Pas de liberté sans solidarité
"Il n’y a pas de liberté sans Solidarité !" Pendant près de dix ans, en Pologne, ce slogan a été scandé au cours d’innombrables manifestations, il a été peint sur des milliers de murs. Le mot Solidarité, y compris dans sa version originale – Solidarnosc – devenu le symbole de la résistance au communisme à l’Est pendant toutes les années 1980, a fait le tour du monde. Or, derrière le nom du plus grand syndicat indépendant de l’histoire de l’Europe de l’Est, se cache l’essence du discours de Jean Paul II : la solidarité.
Le père Jozef Tischner, théologien, un des plus proches amis de Karol Wojtyla et aumônier de Solidarnosc expliquait en 1989 : "La réaction première des gens confrontés au totalitarisme, c’est la peur d’établir des liens entre eux, la fuite dans l’individualisme. La nouveauté polonaise, c’est la découverte de l’éthique de la solidarité.
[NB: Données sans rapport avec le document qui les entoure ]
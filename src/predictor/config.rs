// Predictor configuration
//
// Model list and hyperparameters for the complexity-speedup regression.
// Defaults: 5-fold unshuffled CV, a 100-tree forest of depth 5 seeded with 42.

use super::ModelKind;
use serde::{Deserialize, Serialize};

/// Settings for [`evaluate`](super::evaluate)
///
/// # Example
/// ```
/// use asbb_analysis::predictor::{ModelKind, PredictorConfig};
///
/// let config = PredictorConfig::default();
/// assert_eq!(config.folds, 5);
/// assert_eq!(config.models[0], ModelKind::Linear);
/// ```
#[derive(Debug, Clone, PartialEq, Serialize, Deserialize)]
#[serde(default)]
pub struct PredictorConfig {
    /// Number of cross-validation folds (clamped to the sample count)
    pub folds: usize,

    /// Trees in the random forest
    pub n_estimators: usize,

    /// Maximum depth of each forest tree
    pub max_depth: usize,

    /// Seed for the forest's bootstrap sampling
    pub random_state: u64,

    /// Models to fit, in evaluation order
    pub models: Vec<ModelKind>,
}

impl Default for PredictorConfig {
    fn default() -> Self {
        Self {
            folds: 5,
            n_estimators: 100,
            max_depth: 5,
            random_state: 42,
            models: ModelKind::ALL.to_vec(),
        }
    }
}

impl PredictorConfig {
    /// Validate configuration parameters
    pub fn validate(&self) -> Result<(), String> {
        if self.folds < 2 {
            return Err(format!("predictor.folds must be at least 2, got {}", self.folds));
        }
        if self.n_estimators == 0 {
            return Err("predictor.n_estimators must be at least 1".to_string());
        }
        if self.max_depth == 0 {
            return Err("predictor.max_depth must be at least 1".to_string());
        }
        if self.models.is_empty() {
            return Err("predictor.models must name at least one model".to_string());
        }
        for (i, kind) in self.models.iter().enumerate() {
            if self.models[..i].contains(kind) {
                return Err(format!("predictor.models lists {kind} twice"));
            }
        }
        Ok(())
    }
}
Sans ce lien – qui définit la religion – ne peuvent apparaître ni autogestion, ni démocratie, ni pluralisme." La solidarité, c’est donc le « lien » indispensable à l’homme en société, ce lien qui fait défaut aux sociétés totalitaires, littéralement « athéistes », c’est-à-dire s’efforçant de briser le lien de l’homme avec Dieu (re-ligio). "L’exigence des droits de l’homme procède directement de ce droit fondamental : être en lien avec ses semblables, être en lien avec Dieu", écrivait-il dans son ouvrage Ethique de Solidarité.
Signe des temps : le jour du déclenchement de la guerre en Ukraine, un quotidien polonais a ajouté un drapeau ukrainien à son entête en mettant à côté la célèbre citation de Jean Paul II qui lui sert de slogan : Il n'y a pas de liberté sans solidarité. Cette solidarité envers l’Ukraine, les Polonais en sont aujourd'hui les dépositaires. Et les gardiens.